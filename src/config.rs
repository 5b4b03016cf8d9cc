use std::time::Duration;

use anyhow::Result;
use sea_orm::{ConnectionTrait, Database, DatabaseConnection, DbBackend};
use serde::Deserialize;
use tracing::{debug, info};

use crate::schemas::AppState;
use crate::session::SessionStore;

pub const DEFAULT_DATABASE_URL: &str = "sqlite://homekeep.db?mode=rwc";
pub const DEFAULT_BIND_ADDRESS: &str = "0.0.0.0:3000";
pub const DEFAULT_SESSION_IDLE_SECS: i64 = 86_400;
pub const DEFAULT_OPENAI_MODEL: &str = "gpt-4o-mini";

/// Runtime settings. Built-in defaults, overridden by `.env` and the process
/// environment, overridden again by command-line flags where a command has them.
#[derive(Debug, Clone, Deserialize)]
pub struct AppConfig {
    pub database_url: String,
    pub bind_address: String,
    pub session_idle_secs: u64,
    pub admin_token: Option<String>,
    pub apify_crawler_key: Option<String>,
    pub openai_key: Option<String>,
    pub openai_model: String,
}

impl AppConfig {
    pub fn load() -> Result<Self> {
        dotenvy::dotenv().ok();

        let settings = config::Config::builder()
            .set_default("database_url", DEFAULT_DATABASE_URL)?
            .set_default("bind_address", DEFAULT_BIND_ADDRESS)?
            .set_default("session_idle_secs", DEFAULT_SESSION_IDLE_SECS)?
            .set_default("openai_model", DEFAULT_OPENAI_MODEL)?
            .add_source(config::Environment::default())
            .build()?;

        let mut config: AppConfig = settings.try_deserialize()?;
        // An empty ADMIN_TOKEN= line means "disabled", not "the empty password".
        config.admin_token = config.admin_token.filter(|token| !token.trim().is_empty());
        Ok(config)
    }
}

/// Connects to the database. SQLite connections get foreign keys switched on
/// so cascading deletes apply.
pub async fn connect_database(database_url: &str) -> Result<DatabaseConnection> {
    info!("Connecting to database: {}", database_url);
    let db = Database::connect(database_url).await?;

    if db.get_database_backend() == DbBackend::Sqlite {
        db.execute_unprepared("PRAGMA foreign_keys = ON;").await?;
        debug!("Enabled SQLite foreign keys");
    }

    Ok(db)
}

/// Initialize application state from the loaded configuration
pub async fn initialize_app_state(config: &AppConfig) -> Result<AppState> {
    let db = connect_database(&config.database_url).await?;

    let sessions = SessionStore::new(Duration::from_secs(config.session_idle_secs));
    if config.admin_token.is_none() {
        info!("ADMIN_TOKEN not set, admin routes are disabled");
    }

    Ok(AppState {
        db,
        sessions,
        admin_token: config.admin_token.clone(),
    })
}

* **Your assignment**:
Retype all the data. Nothing may be left out or altered.

* **Task response**:
filename src/config.rs
repository 5b4b03016cf8d9cc
use std::time::Duration;

use anyhow::Result;
use sea_orm::{ConnectionTrait, Database, DatabaseConnection, DbBackend};
use serde::Deserialize;
use tracing::{debug, info};

use crate::schemas::AppState;
use crate::session::SessionStore;

pub const DEFAULT_DATABASE_URL: &str = "sqlite://homekeep.db?mode=rwc";
pub const DEFAULT_BIND_ADDRESS: &str = "0.0.0.0:3000";
pub const DEFAULT_SESSION_IDLE_SECS: i64 = 86_400;
pub const DEFAULT_OPENAI_MODEL: &str = "gpt-4o-mini";

/// Runtime settings. Built-in defaults, overridden by `.env` and the process
/// environment, overridden again by command-line flags where a command has them.
#[derive(Debug, Clone, Deserialize)]
pub struct AppConfig {
    pub database_url: String,
    pub bind_address: String,
    pub session_idle_secs: u64,
    pub admin_token: Option<String>,
    pub apify_crawler_key: Option<String>,
    pub openai_key: Option<String>,
    pub openai_model: String,
}

impl AppConfig {
    pub fn load() -> Result<Self> {
        dotenvy::dotenv().ok();

        let settings = config::Config::builder()
            .set_default("database_url", DEFAULT_DATABASE_URL)?
            .set_default("bind_address", DEFAULT_BIND_ADDRESS)?
            .set_default("session_idle_secs", DEFAULT_SESSION_IDLE_SECS)?
            .set_default("openai_model", DEFAULT_OPENAI_MODEL)?
            .add_source(config::Environment::default())
            .build()?;

        let mut config: AppConfig = settings.try_deserialize()?;
        // An empty ADMIN_TOKEN= line means "disabled", not "the empty password".
        config.admin_token = config.admin_token.filter(|token| !token.trim().is_empty());
        Ok(config)
    }
}

/// Connects to the database. SQLite connections get foreign keys switched on
/// so cascading deletes apply.
pub async fn connect_database(database_url: &str) -> Result<DatabaseConnection> {
    info!("Connecting to database: {}", database_url);
    let db = Database::connect(database_url).await?;

    if db.get_database_backend() == DbBackend::Sqlite {
        db.execute_unprepared("PRAGMA foreign_keys = ON;").await?;
        debug!("Enabled SQLite foreign keys");
    }

    Ok(db)
}

/// Initialize application state from the loaded configuration
pub async fn initialize_app_state(config: &AppConfig) -> Result<AppState> {
    let db = connect_database(&config.database_url).await?;

    let sessions = SessionStore::new(Duration::from_secs(config.session_idle_secs));
    if config.admin_token.is_none() {
        info!("ADMIN_TOKEN not set, admin routes are disabled");
    }

    Ok(AppState {
        db,
        sessions,
        admin_token: config.admin_token.clone(),
    })
}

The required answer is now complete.